Let It Be album artworkWritten by: Lennon-McCartney
Recorded: 3, 4, 8 February 1968
Producer: George Martin
Engineers: Martin Benge, Ken Scott, Peter Bown

Released: 12 December 1969

John Lennon: vocals, backing vocals, acoustic rhythm guitar, organ
Paul McCartney: backing vocals, acoustic guitar, piano
George Harrison: backing vocals, electric guitar, tambura, maracas
Ringo Starr: drums, percussion, svaramandal
George Martin: Hammond organ
Lizzie Bravo: backing vocals
Gayleen Pease: backing vocals
Uncredited: 18 violins, four violas, four cellos, harp, three trumpets, three trombones, two guitarists, 14 choristers

Available on:
Let It Be
Past Masters
Anthology 2
Let It Be... Naked

Although best known as a track on 1970's Let It Be album, Across The Universe was recorded in early 1968 and first released on a World Wildlife Fund album the following year.

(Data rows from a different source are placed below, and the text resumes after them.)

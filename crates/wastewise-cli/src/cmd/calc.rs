use crate::output::{kg, print_json, print_table};
use wastewise_core::calc::{weekly_breakdown, ConversionResult};
use wastewise_core::validate::WasteInput;

pub struct CalcArgs {
    pub kitchen: f64,
    pub plastic: f64,
    pub paper: f64,
    pub garden: f64,
    pub weekly: bool,
}

pub fn run(args: CalcArgs, json: bool) -> anyhow::Result<()> {
    let input = WasteInput {
        kitchen_kg: args.kitchen,
        plastic_kg: args.plastic,
        paper_kg: args.paper,
        garden_kg: args.garden,
    };
    let results = input.validate()?.convert();
    let weekly = args.weekly.then(|| weekly_breakdown(&results));

    if json {
        let mut value = serde_json::json!({ "results": results });
        if let Some(weeks) = &weekly {
            value["weekly"] = serde_json::to_value(weeks)?;
        }
        return print_json(&value);
    }

    print_results(&results);
    if let Some(weeks) = weekly {
        println!();
        let rows = weeks
            .iter()
            .map(|w| {
                vec![
                    w.week.clone(),
                    format!("{:.2}", w.biogas),
                    format!("{:.3}", w.electricity),
                    format!("{:.2}", w.savings),
                ]
            })
            .collect();
        print_table(&["WEEK", "BIOGAS (L)", "ELECTRICITY (kWh)", "SAVINGS (₹)"], rows);
    }
    Ok(())
}

fn print_results(r: &ConversionResult) {
    let p = &r.monthly_projection;
    let rows = vec![
        vec!["Biogas".into(), kg(r.biogas_liters), "L/day".into()],
        vec!["Electricity".into(), kg(r.electricity_kwh), "kWh/month".into()],
        vec!["Savings".into(), r.cost_savings_inr.to_string(), "₹/month".into()],
        vec!["CO₂ reduction".into(), kg(r.co2_reduction_kg), "kg/year".into()],
        vec!["Fertilizer".into(), kg(r.fertilizer_kg), "kg/month".into()],
        vec!["Monthly biogas".into(), kg(p.biogas), "L".into()],
        vec!["Monthly CO₂".into(), kg(p.co2), "kg".into()],
    ];
    print_table(&["METRIC", "VALUE", "UNIT"], rows);
}
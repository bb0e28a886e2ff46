//! Coach reply backends.
//!
//! `Canned` answers offline from the household context. `Gemini` calls the
//! Generative Language `generateContent` endpoint.

use serde::{Deserialize, Serialize};
use thiserror::Error;
use wastewise_core::coach::{canned_reply, system_prompt, ChatRole, ChatTurn, CoachContext};
use wastewise_core::config::{CoachBackendConfig, CoachConfig};
use wastewise_core::error::WasteError;

#[derive(Debug, Error)]
pub enum CoachBackendError {
    #[error("environment variable {0} is not set")]
    MissingApiKey(String),

    #[error("request failed: {0}")]
    Http(#[from] reqwest::Error),

    #[error("backend returned {status}: {body}")]
    Status { status: u16, body: String },

    #[error("backend returned no text")]
    EmptyReply,
}

impl From<CoachBackendError> for WasteError {
    fn from(e: CoachBackendError) -> Self {
        WasteError::Coach(e.to_string())
    }
}

// ---------------------------------------------------------------------------
// Gemini wire types
// ---------------------------------------------------------------------------

#[derive(Debug, Serialize)]
#[serde(rename_all = "camelCase")]
struct GenerateRequest {
    system_instruction: Content,
    contents: Vec<Content>,
    generation_config: GenerationConfig,
}

#[derive(Debug, Serialize, Deserialize)]
struct Content {
    #[serde(default, skip_serializing_if = "Option::is_none")]
    role: Option<String>,
    #[serde(default)]
    parts: Vec<Part>,
}

#[derive(Debug, Serialize, Deserialize)]
struct Part {
    #[serde(default)]
    text: String,
}

#[derive(Debug, Serialize)]
#[serde(rename_all = "camelCase")]
struct GenerationConfig {
    temperature: f32,
    max_output_tokens: u32,
}

#[derive(Debug, Deserialize)]
struct GenerateResponse {
    #[serde(default)]
    candidates: Vec<Candidate>,
}

#[derive(Debug, Deserialize)]
struct Candidate {
    content: Option<Content>,
}

fn text_content(role: &str, text: &str) -> Content {
    Content {
        role: Some(role.to_string()),
        parts: vec![Part {
            text: text.to_string(),
        }],
    }
}

// ---------------------------------------------------------------------------
// GeminiClient
// ---------------------------------------------------------------------------

pub struct GeminiClient {
    http: reqwest::Client,
    base_url: String,
    model: String,
    api_key_env: String,
    api_key: Option<String>,
    temperature: f32,
    max_tokens: u32,
}

impl GeminiClient {
    pub fn new(
        base_url: impl Into<String>,
        model: impl Into<String>,
        api_key_env: impl Into<String>,
        api_key: Option<String>,
        temperature: f32,
        max_tokens: u32,
    ) -> Self {
        Self {
            http: reqwest::Client::new(),
            base_url: base_url.into().trim_end_matches('/').to_string(),
            model: model.into(),
            api_key_env: api_key_env.into(),
            api_key,
            temperature,
            max_tokens,
        }
    }

    fn request_body(&self, ctx: &CoachContext, history: &[ChatTurn], message: &str) -> GenerateRequest {
        let mut contents: Vec<Content> = history
            .iter()
            .map(|turn| {
                let role = match turn.role {
                    ChatRole::User => "user",
                    ChatRole::Assistant => "model",
                };
                text_content(role, &turn.content)
            })
            .collect();
        contents.push(text_content("user", message));

        GenerateRequest {
            system_instruction: Content {
                role: None,
                parts: vec![Part {
                    text: system_prompt(ctx),
                }],
            },
            contents,
            generation_config: GenerationConfig {
                temperature: self.temperature,
                max_output_tokens: self.max_tokens,
            },
        }
    }

    pub async fn generate(
        &self,
        ctx: &CoachContext,
        history: &[ChatTurn],
        message: &str,
    ) -> Result<String, CoachBackendError> {
        let key = self
            .api_key
            .as_deref()
            .ok_or_else(|| CoachBackendError::MissingApiKey(self.api_key_env.clone()))?;
        let url = format!(
            "{}/v1beta/models/{}:generateContent",
            self.base_url, self.model
        );

        let response = self
            .http
            .post(&url)
            .header("x-goog-api-key", key)
            .json(&self.request_body(ctx, history, message))
            .send()
            .await?;

        let status = response.status();
        if !status.is_success() {
            let body = response.text().await.unwrap_or_default();
            return Err(CoachBackendError::Status {
                status: status.as_u16(),
                body,
            });
        }

        let parsed: GenerateResponse = response.json().await?;
        let text: String = parsed
            .candidates
            .into_iter()
            .filter_map(|c| c.content)
            .flat_map(|c| c.parts)
            .map(|p| p.text)
            .collect::<Vec<_>>()
            .join("");
        if text.trim().is_empty() {
            return Err(CoachBackendError::EmptyReply);
        }
        Ok(text)
    }
}

// ---------------------------------------------------------------------------
// CoachBackend
// ---------------------------------------------------------------------------

pub enum CoachBackend {
    Canned,
    Gemini(GeminiClient),
}

impl CoachBackend {
    pub fn from_config(cfg: &CoachConfig) -> Self {
        match &cfg.backend {
            CoachBackendConfig::Canned => CoachBackend::Canned,
            CoachBackendConfig::Gemini {
                model,
                api_key_env,
                base_url,
            } => {
                let api_key = std::env::var(api_key_env).ok().filter(|k| !k.is_empty());
                if api_key.is_none() {
                    tracing::warn!(env = %api_key_env, "coach API key not set");
                }
                CoachBackend::Gemini(GeminiClient::new(
                    base_url.as_str(),
                    model.as_str(),
                    api_key_env.as_str(),
                    api_key,
                    cfg.temperature,
                    cfg.max_tokens,
                ))
            }
        }
    }

    pub fn name(&self) -> &'static str {
        match self {
            CoachBackend::Canned => "canned",
            CoachBackend::Gemini(_) => "gemini",
        }
    }

    pub async fn reply(
        &self,
        ctx: &CoachContext,
        history: &[ChatTurn],
        message: &str,
    ) -> Result<String, CoachBackendError> {
        match self {
            CoachBackend::Canned => Ok(canned_reply(ctx, history, message)),
            CoachBackend::Gemini(client) => client.generate(ctx, history, message).await,
        }
    }
}
use super::open_store;
use crate::output::{print_json, print_table};
use clap::Subcommand;
use std::path::Path;
use wastewise_core::types::User;

#[derive(Subcommand)]
pub enum UserSubcommand {
    /// Register a household and print its API token
    Add {
        #[arg(long)]
        email: String,
        #[arg(long)]
        name: String,
        /// People living in the household
        #[arg(long, default_value = "1")]
        household_size: u32,
    },
    /// List registered households
    List,
    /// Issue an additional API token for an existing user
    Token {
        #[arg(long)]
        email: String,
    },
}

pub fn run(root: &Path, subcmd: UserSubcommand, json: bool) -> anyhow::Result<()> {
    match subcmd {
        UserSubcommand::Add {
            email,
            name,
            household_size,
        } => add(root, &email, &name, household_size, json),
        UserSubcommand::List => list(root, json),
        UserSubcommand::Token { email } => token(root, &email, json),
    }
}

fn add(root: &Path, email: &str, name: &str, household_size: u32, json: bool) -> anyhow::Result<()> {
    let email = email.trim();
    if email.is_empty() || !email.contains('@') {
        anyhow::bail!("invalid email '{email}'");
    }
    let (_, store) = open_store(root)?;
    let user = User::new(email, name.trim(), household_size);
    let token = store.create_user(&user)?;

    if json {
        return print_json(&serde_json::json!({ "user": user, "token": token }));
    }
    println!("Added user {} ({})", user.email, user.id);
    println!("token: {token}");
    Ok(())
}

fn list(root: &Path, json: bool) -> anyhow::Result<()> {
    let (_, store) = open_store(root)?;
    let users = store.list_users()?;

    if json {
        return print_json(&users);
    }
    if users.is_empty() {
        println!("No users.");
        return Ok(());
    }
    let rows = users
        .iter()
        .map(|u| {
            vec![
                u.email.clone(),
                u.name.clone(),
                u.household_size.to_string(),
                u.created_at.format("%Y-%m-%d").to_string(),
            ]
        })
        .collect();
    print_table(&["EMAIL", "NAME", "HOUSEHOLD", "JOINED"], rows);
    Ok(())
}

fn token(root: &Path, email: &str, json: bool) -> anyhow::Result<()> {
    let (_, store) = open_store(root)?;
    let user = store.user_by_email(email)?;
    let token = store.issue_token(user.id)?;
    if json {
        return print_json(&serde_json::json!({ "email": user.email, "token": token }));
    }
    println!("{token}");
    Ok(())
}
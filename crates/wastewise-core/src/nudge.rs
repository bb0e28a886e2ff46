//! Rule-based habit nudges over recent waste logs.

use crate::calc::{round_whole, DAYS_PER_MONTH, INR_PER_KWH};
use crate::types::DailyLogRecord;
use chrono::{Duration, NaiveDate};
use serde::{Deserialize, Serialize};

/// Average daily waste below which the household is congratulated.
pub const LOW_WASTE_KG_PER_DAY: f64 = 3.0;
/// Plastic share of total waste above which a warning fires.
pub const HIGH_PLASTIC_SHARE: f64 = 0.3;

pub const START_LOGGING_TEXT: &str = "Start logging your waste to get personalized insights!";
pub const HIGH_PLASTIC_TEXT: &str =
    "Your plastic waste is high. Try using reusable bags and containers!";

#[derive(Debug, Clone, Copy, PartialEq, Eq, Serialize, Deserialize)]
#[serde(rename_all = "snake_case")]
pub enum NudgeKind {
    Info,
    Success,
    Warning,
    Tip,
}

impl NudgeKind {
    pub fn as_str(&self) -> &'static str {
        match self {
            NudgeKind::Info => "info",
            NudgeKind::Success => "success",
            NudgeKind::Warning => "warning",
            NudgeKind::Tip => "tip",
        }
    }
}

#[derive(Debug, Clone, PartialEq, Serialize, Deserialize)]
pub struct Nudge {
    #[serde(rename = "type")]
    pub kind: NudgeKind,
    pub text: String,
}

impl Nudge {
    fn new(kind: NudgeKind, text: impl Into<String>) -> Self {
        Self {
            kind,
            text: text.into(),
        }
    }
}

/// Turn a window of daily logs into advisory messages.
///
/// All applicable rules fire, always in the order success, warning, tip.
pub fn generate_nudges(records: &[DailyLogRecord]) -> Vec<Nudge> {
    if records.is_empty() {
        return vec![Nudge::new(NudgeKind::Info, START_LOGGING_TEXT)];
    }

    let total_waste: f64 = records.iter().map(|r| r.total_kg).sum();
    let avg_daily = total_waste / records.len() as f64;
    let plastic_waste: f64 = records.iter().map(|r| r.plastic_kg).sum();

    let mut nudges = Vec::with_capacity(3);

    if avg_daily < LOW_WASTE_KG_PER_DAY {
        nudges.push(Nudge::new(
            NudgeKind::Success,
            format!(
                "Amazing! You're generating only {}kg waste daily. Keep it up!",
                one_decimal(avg_daily)
            ),
        ));
    }

    if plastic_waste > total_waste * HIGH_PLASTIC_SHARE {
        nudges.push(Nudge::new(NudgeKind::Warning, HIGH_PLASTIC_TEXT));
    }

    let monthly_saving = round_whole(avg_daily * INR_PER_KWH * DAYS_PER_MONTH);
    nudges.push(Nudge::new(
        NudgeKind::Tip,
        format!("You could save ₹{monthly_saving} monthly by composting your organic waste!"),
    ));

    nudges
}

/// Format with one decimal place, rounding the exact binary value and sending
/// exact ties away from zero.
///
/// `{:.1}` already rounds the exact value, so 0.35 (stored as 0.3499...) gives
/// "0.3". It sends exact ties to even ("1.2" for 1.25), so those are bumped.
fn one_decimal(value: f64) -> String {
    // Exact decimal expansion; a tie has exactly two fractional digits, the
    // second being 5.
    let exact = format!("{:.60}", value.abs());
    let frac = exact.split_once('.').map_or("", |(_, f)| f);
    let is_tie = frac.as_bytes().get(1) == Some(&b'5')
        && frac.get(2..).is_some_and(|rest| rest.bytes().all(|b| b == b'0'));
    if !is_tie {
        return format!("{value:.1}");
    }
    let sign = if value.is_sign_negative() { "-" } else { "" };
    format!("{sign}{:.1}", (value.abs() * 10.0).ceil() / 10.0)
}

/// First date included in a nudge window of `window_days` ending today.
pub fn window_start(today: NaiveDate, window_days: u32) -> NaiveDate {
    today - Duration::days(i64::from(window_days))
}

It was John Lennon's first composition to be recorded by The Beatles since I Am The Walrus five months earlier. The words were written before the music, and came to Lennon in the early hours one morning at his home in Kenwood.

I was lying next to my first wife in bed, you know, and I was irritated. She must have been going on and on about something and she'd gone to sleep and I'd kept hearing these words over and over, flowing like an endless stream. I went downstairs and it turned into sort of a cosmic song rather than an irritated song; rather than a 'Why are you always mouthing off at me?' or whatever, right? ...

But the words stand, luckily, by themselves. They were purely inspirational and were given to me as boom! I don't own it, you know; it came through like that. I don't know where it came from, what meter it's in, and I've sat down and looked at it and said, 'Can I write another one with this meter?' It's so interesting: 'Words are flying [sic] out like [sings] endless rain into a paper cup, they slither while they pass, they slip away across the universe.' Such an extraordinary meter and I can never repeat it! It's not a matter of craftsmanship; it wrote itself. It drove me out of bed. I didn't want to write it, I was just slightly irritable and I went downstairs and I couldn't get to sleep until I put it on paper, and then I went to sleep.

It's like being possessed; like a psychic or a medium. The thing has to go down. It won't let you sleep, so you have to get up, make it into something, and then you're allowed to sleep. That's always in the middle of the bloody night, when you're half awake or tired and your critical facilities are switched off.

John Lennon, 1980
All We Are Saying, David Sheff

Part of the song's chorus – 'Jai guru deva, om' – is a Sanskrit phrase which roughly translates as 'Victory to God divine'. It was likely inspired by Maharishi Mahesh Yogi, whom The Beatles had met in August 1967. The Maharishi's spiritual master was called Guru Dev. 'Jai' is a Hindi word meaning 'long live' or 'victory', and 'om' is a sacred syllable in the Hindu, Jain and Buddhist religions.

It's one of the best lyrics I've written. In fact, it could be the best. It's good poetry, or whatever you call it, without chewin' it. See, the ones I like are the ones that stand as words, without melody. They don't have to have any melody, like a poem, you can read them.
John Lennon
Rolling Stone, 1970

Lennon initially wanted Across The Universe to be released as a single while The Beatles were in India with the Maharishi, but the group opted for Lady Madonna instead. In March 1969 Across The Universe was mooted for a never-released Yellow Submarine EP, but eventually appeared on No One's Gonna Change Our World, an 11-song charity album also featuring The Bee Gees, Cilla Black, The Hollies and others.

It was a lousy track of a great song and I was so disappointed by it. It never went out as The Beatles; I gave it to the Wildlife Fund of Great Britain, and then when Phil Spector was brought in to produce Let It Be, he dug it out of the Beatles files and overdubbed it. The guitars are out of tune and I'm singing out of tune 'cause I'm psychologically destroyed and nobody's supporting me or helping me with it and the song was never done properly.